Elang, masih di sampingku, menghidu segelas kopi yang mengepul penuh energi. Matanya berbinar, berkilat-kilat. Menelisik setiap sudut taman kota yang tak layak disebut taman, sampah dimana-mana.
“Hai, udah lama?”
Aku berdeham, dia tahu, itu pertanyaan konyol. Sudah jelas aku menunggunya dua jam lebih, sambil merapatkan jemari sendiri. Aku kedinginan.
Jemariku adalah aku, satu per satu aku sentuh, mencari emosi mana yang hendak dituju. Aku tahu, ini percuma.
“Kita menunggu satu teman, dia sedang di ujung sana” ucapnya lagi.
Langkah kaki yang sudah berhenti di pertigaan itu, menoleh, melirik ke bangku yang masih kosonh. Namun dia tak menetapkan, satu pun. Malah berlari menjauh, sesaat kedua mataku bertatapan dengannya.
“Hei! Dia kenapa?”
Elang melambaikan tangan, yang dituju, malah berlari menjauh, seolah menyaksikan bayangan hantu.
“Lisa, kamu tahu, dia agak konyol. Minta janjian, malah kabur.”
“Dark.”
“Ya, pantaslah! Dipanggil ‘Dark’, orang enggak jelas gitu.”
Jari jempolku bergetar, mother of fingers, merasakan benar rasa itu, worry, cemas. Hari ini, aku mencemaskan Dark yang sejak hari Jum’at sakit. Mencemaskan dirinya yang mulai masuk ke dalam ‘goa abadi’. Serta hal lainnya, kejadian yang mengiringi beberapa hari ini.
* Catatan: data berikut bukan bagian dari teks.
#[allow(dead_code)]
mod common;

use artbot_core::net::messages::{
    AgentMessage, CommandResponseMsg, HubEvent, LogEntryMsg, LogLevel,
};
use artbot_core::robot::RobotStatus;
use artbot_core::role::Role;
use artbot_hub::auth::ROLE_HEADER;
use common::{
    TestServer, connect_agent, connect_dashboard, read_command, read_event_until, send_agent_msg,
};
use futures::SinkExt;
use serde_json::{Value, json};

async fn post_command(server: &TestServer, role: Role, body: Value) -> reqwest::Response {
    reqwest::Client::new()
        .post(server.api_url("/commands"))
        .header(ROLE_HEADER, role.to_string())
        .json(&body)
        .send()
        .await
        .unwrap()
}

#[tokio::test]
async fn health_and_ready() {
    let server = TestServer::new().await;
    let _agent = connect_agent(&server, "robot-1").await;

    let resp = reqwest::get(format!("{}/health", server.base_url()))
        .await
        .unwrap();
    assert_eq!(resp.status(), 200);
    let body: Value = resp.json().await.unwrap();
    assert_eq!(body["status"], "healthy");
    assert_eq!(body["fleet"]["agents"], 1);
    assert_eq!(body["websocket_connections"], 1);

    let ready = reqwest::get(format!("{}/ready", server.base_url()))
        .await
        .unwrap()
        .text()
        .await
        .unwrap();
    assert_eq!(ready, "ready");
}

#[tokio::test]
async fn list_and_get_robots() {
    let server = TestServer::new().await;
    let robots: Vec<Value> = reqwest::get(server.api_url("/robots"))
        .await
        .unwrap()
        .json()
        .await
        .unwrap();
    assert!(robots.is_empty());

    let _a = connect_agent(&server, "robot-2").await;
    let _b = connect_agent(&server, "robot-1").await;

    let robots: Vec<Value> = reqwest::get(server.api_url("/robots"))
        .await
        .unwrap()
        .json()
        .await
        .unwrap();
    let ids: Vec<&str> = robots.iter().filter_map(|r| r["id"].as_str()).collect();
    assert_eq!(ids, ["robot-1", "robot-2"]);

    let robot: Value = reqwest::get(server.api_url("/robots/robot-1"))
        .await
        .unwrap()
        .json()
        .await
        .unwrap();
    assert_eq!(robot["status"], "idle");
    assert_eq!(robot["hostname"], "robot-1.local");

    let missing = reqwest::get(server.api_url("/robots/ghost")).await.unwrap();
    assert_eq!(missing.status(), 404);
    let body: Value = missing.json().await.unwrap();
    assert_eq!(body["code"], "unknown_robot");
}

#[tokio::test]
async fn command_error_statuses() {
    let server = TestServer::new().await;
    let mut agent = connect_agent(&server, "robot-1").await;

    let resp = post_command(
        &server,
        Role::Admin,
        json!({"robot_id": "ghost", "action": "start"}),
    )
    .await;
    assert_eq!(resp.status(), 404);

    let resp = post_command(
        &server,
        Role::Admin,
        json!({"robot_id": "robot-1", "action": "dance"}),
    )
    .await;
    assert_eq!(resp.status(), 400);

    let resp = post_command(
        &server,
        Role::Museum,
        json!({"robot_id": "robot-1", "action": "reboot"}),
    )
    .await;
    assert_eq!(resp.status(), 403);

    agent.close(None).await.unwrap();
    let hub = &server.state.hub;
    tokio::time::timeout(std::time::Duration::from_secs(5), async {
        while hub.is_agent_connected("robot-1").await {
            tokio::time::sleep(std::time::Duration::from_millis(10)).await;
        }
    })
    .await
    .unwrap();

    let resp = post_command(
        &server,
        Role::Admin,
        json!({"robot_id": "robot-1", "action": "start"}),
    )
    .await;
    assert_eq!(resp.status(), 409);
    let body: Value = resp.json().await.unwrap();
    assert_eq!(body["code"], "robot_offline");
    assert_eq!(
        hub.get("robot-1").await.unwrap().status,
        RobotStatus::Offline
    );
}

#[tokio::test]
async fn command_without_wait_is_accepted() {
    let server = TestServer::new().await;
    let mut agent = connect_agent(&server, "robot-1").await;

    let resp = post_command(
        &server,
        Role::Museum,
        json!({"robot_id": "robot-1", "action": "start", "parameters": {"speed": 0.5}}),
    )
    .await;
    assert_eq!(resp.status(), 202);
    let body: Value = resp.json().await.unwrap();
    let command_id = body["results"][0]["command_id"].as_str().unwrap().to_string();

    let cmd = read_command(&mut agent).await;
    assert_eq!(cmd.command_id.to_string(), command_id);
    assert_eq!(cmd.parameters["speed"], 0.5);

    let pending: Vec<Value> = reqwest::get(server.api_url("/commands/pending"))
        .await
        .unwrap()
        .json()
        .await
        .unwrap();
    assert_eq!(pending.len(), 1);
    assert_eq!(pending[0]["robot_id"], "robot-1");
    assert_eq!(pending[0]["issued_by"], "museum");
}

#[tokio::test]
async fn command_with_wait_returns_agent_answer() {
    let server = TestServer::new().await;
    let mut agent = connect_agent(&server, "robot-1").await;

    let responder = tokio::spawn(async move {
        let cmd = read_command(&mut agent).await;
        send_agent_msg(
            &mut agent,
            &AgentMessage::CommandResponse(CommandResponseMsg {
                command_id: Some(cmd.command_id),
                status: Some("success".to_string()),
                message: Some("restarting".to_string()),
                ..CommandResponseMsg::default()
            }),
        )
        .await;
        agent
    });

    let resp = post_command(
        &server,
        Role::Admin,
        json!({"robot_id": "robot-1", "action": "restart", "wait": true}),
    )
    .await;
    let _agent = responder.await.unwrap();
    assert_eq!(resp.status(), 200);
    let body: Value = resp.json().await.unwrap();
    assert_eq!(body["results"][0]["outcome"]["outcome"], "acked");
    assert_eq!(body["results"][0]["outcome"]["message"], "restarting");
}

#[tokio::test]
async fn unanswered_command_times_out_and_reverts() {
    let server = TestServer::with_short_timeout().await;
    let _agent = connect_agent(&server, "robot-1").await;
    let (mut dash, _) = connect_dashboard(&server, Role::Museum).await;

    let resp = post_command(
        &server,
        Role::Museum,
        json!({"robot_id": "robot-1", "action": "start", "wait": true}),
    )
    .await;
    assert_eq!(resp.status(), 504);
    let body: Value = resp.json().await.unwrap();
    assert_eq!(body["code"], "command_timeout");

    let timeout = read_event_until(&mut dash, |e| matches!(e, HubEvent::CommandTimeout(_))).await;
    let HubEvent::CommandTimeout(timeout) = timeout else {
        unreachable!()
    };
    assert_eq!(timeout.robot_id, "robot-1");

    let robot = server.state.hub.get("robot-1").await.unwrap();
    assert_eq!(robot.status, RobotStatus::Idle);
    assert!(server.state.hub.pending_commands().await.is_empty());
}

#[tokio::test]
async fn exhibition_reports_each_robot() {
    let server = TestServer::new().await;
    let mut a = connect_agent(&server, "A").await;
    let _b = connect_agent(&server, "B").await;
    let mut c = connect_agent(&server, "C").await;
    c.close(None).await.unwrap();
    let hub = &server.state.hub;
    tokio::time::timeout(std::time::Duration::from_secs(5), async {
        while hub.is_agent_connected("C").await {
            tokio::time::sleep(std::time::Duration::from_millis(10)).await;
        }
    })
    .await
    .unwrap();

    let resp = post_command(
        &server,
        Role::Museum,
        json!({"robot_id": "all", "action": "start_all"}),
    )
    .await;
    assert_eq!(resp.status(), 202);
    let body: Value = resp.json().await.unwrap();
    let results = body["results"].as_array().unwrap();
    assert_eq!(results.len(), 3);
    assert!(results[0]["error"].is_null());
    assert!(results[1]["error"].is_null());
    assert_eq!(results[2]["robot_id"], "C");
    assert_eq!(results[2]["error"], "robot_offline");
    assert_eq!(read_command(&mut a).await.robot_id, "A");

    let status: Value = reqwest::get(server.api_url("/exhibition"))
        .await
        .unwrap()
        .json()
        .await
        .unwrap();
    assert_eq!(status["total_robots"], 3);
    assert_eq!(status["online_robots"], 2);
    assert_eq!(status["active_robots"], 2);
    assert_eq!(status["exhibition_running"], true);
}

#[tokio::test]
async fn delete_robot_is_admin_only() {
    let server = TestServer::new().await;
    let _agent = connect_agent(&server, "robot-1").await;
    let (mut dash, _) = connect_dashboard(&server, Role::Museum).await;
    let client = reqwest::Client::new();

    let resp = client
        .delete(server.api_url("/robots/robot-1"))
        .header(ROLE_HEADER, "museum")
        .send()
        .await
        .unwrap();
    assert_eq!(resp.status(), 403);

    let resp = client
        .delete(server.api_url("/robots/robot-1"))
        .header(ROLE_HEADER, "admin")
        .send()
        .await
        .unwrap();
    assert_eq!(resp.status(), 200);

    let removed = read_event_until(&mut dash, |e| matches!(e, HubEvent::RobotRemoved(_))).await;
    assert!(matches!(removed, HubEvent::RobotRemoved(r) if r.robot_id == "robot-1"));

    let resp = reqwest::get(server.api_url("/robots/robot-1")).await.unwrap();
    assert_eq!(resp.status(), 404);
}

async fn get_as(server: &TestServer, role: Role, path: &str) -> reqwest::Response {
    reqwest::Client::new()
        .get(server.api_url(path))
        .header(ROLE_HEADER, role.to_string())
        .send()
        .await
        .unwrap()
}

#[tokio::test]
async fn agents_are_listed_for_admins_with_peer_address() {
    let server = TestServer::new().await;
    let _agent = connect_agent(&server, "robot-1").await;

    assert_eq!(get_as(&server, Role::Museum, "/agents").await.status(), 403);

    let body: Value = get_as(&server, Role::Admin, "/agents")
        .await
        .json()
        .await
        .unwrap();
    assert_eq!(body["total"], 1);
    assert_eq!(body["agents"][0]["agent_id"], "robot-1");
    assert_eq!(body["agents"][0]["hostname"], "robot-1.local");
    assert_eq!(body["agents"][0]["ip_address"], "127.0.0.1");

    let one = get_as(&server, Role::Admin, "/agents/robot-1").await;
    assert_eq!(one.status(), 200);
    assert_eq!(
        get_as(&server, Role::Admin, "/agents/ghost").await.status(),
        404
    );

    let stats: Value = get_as(&server, Role::Admin, "/agents/stats/connections")
        .await
        .json()
        .await
        .unwrap();
    assert_eq!(stats["agents"], 1);
    assert_eq!(stats["connected_agents"], json!(["robot-1"]));
}

#[tokio::test]
async fn agent_log_lines_are_queryable() {
    let server = TestServer::new().await;
    let mut agent = connect_agent(&server, "robot-1").await;

    for (level, message) in [(LogLevel::Info, "booted"), (LogLevel::Error, "lidar fault")] {
        send_agent_msg(
            &mut agent,
            &AgentMessage::LogEntry(LogEntryMsg {
                level,
                message: message.to_string(),
                ..LogEntryMsg::default()
            }),
        )
        .await;
    }

    let body = tokio::time::timeout(std::time::Duration::from_secs(5), async {
        loop {
            let body: Value = reqwest::get(server.api_url("/robots/robot-1/logs"))
                .await
                .unwrap()
                .json()
                .await
                .unwrap();
            if body["total"] == 2 {
                return body;
            }
            tokio::time::sleep(std::time::Duration::from_millis(10)).await;
        }
    })
    .await
    .unwrap();
    assert_eq!(body["robot_id"], "robot-1");
    assert_eq!(body["logs"][0]["message"], "lidar fault");
    assert_eq!(body["logs"][0]["level"], "ERROR");
    assert_eq!(body["logs"][0]["source"], "robot");

    let errors: Value = reqwest::get(server.api_url("/logs?level=ERROR&limit=10"))
        .await
        .unwrap()
        .json()
        .await
        .unwrap();
    assert_eq!(errors["total"], 1);

    let bad = reqwest::get(server.api_url("/logs?level=loud")).await.unwrap();
    assert_eq!(bad.status(), 400);
    let missing = reqwest::get(server.api_url("/robots/ghost/logs"))
        .await
        .unwrap();
    assert_eq!(missing.status(), 404);
}

#[tokio::test]
async fn command_history_records_acknowledgement() {
    let server = TestServer::new().await;
    let mut agent = connect_agent(&server, "robot-1").await;

    let resp = post_command(
        &server,
        Role::Museum,
        json!({"robot_id": "robot-1", "action": "start"}),
    )
    .await;
    assert_eq!(resp.status(), 202);
    let cmd = read_command(&mut agent).await;
    send_agent_msg(
        &mut agent,
        &AgentMessage::CommandResponse(CommandResponseMsg {
            command_id: Some(cmd.command_id),
            success: Some(true),
            ..CommandResponseMsg::default()
        }),
    )
    .await;

    let stats = tokio::time::timeout(std::time::Duration::from_secs(5), async {
        loop {
            let stats: Value = reqwest::get(server.api_url("/commands/stats?robot_id=robot-1"))
                .await
                .unwrap()
                .json()
                .await
                .unwrap();
            if stats["acked"] == 1 {
                return stats;
            }
            tokio::time::sleep(std::time::Duration::from_millis(10)).await;
        }
    })
    .await
    .unwrap();
    assert_eq!(stats["total_commands"], 1);
    assert_eq!(stats["success_rate"], 100.0);

    let history: Value = reqwest::get(server.api_url("/robots/robot-1/commands"))
        .await
        .unwrap()
        .json()
        .await
        .unwrap();
    assert_eq!(history["total"], 1);
    assert_eq!(history["commands"][0]["state"], "acked");
    assert_eq!(history["commands"][0]["action"], "start");
    assert_eq!(
        history["commands"][0]["command_id"],
        cmd.command_id.to_string()
    );
}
Terkadang, pikiran partnerku itu luar biasa cemerlang, kadangkala menyebalkan. Ya, efek jadi people pleaser, memedulikan orang, tak memedulikan diri sendiri, terlalu jujur, malah terjebak dalam lingkaran setan yang menjijikkan. Media sosial yang bikin sial.
“Jadi, dia ditipu?”
Aku tak menjawab.
“Atau difitnah? Ditusuk? Adu domba?”
Aku masih terdiam.
“Apa gunanya aku menemaninu di sini, Lisa?”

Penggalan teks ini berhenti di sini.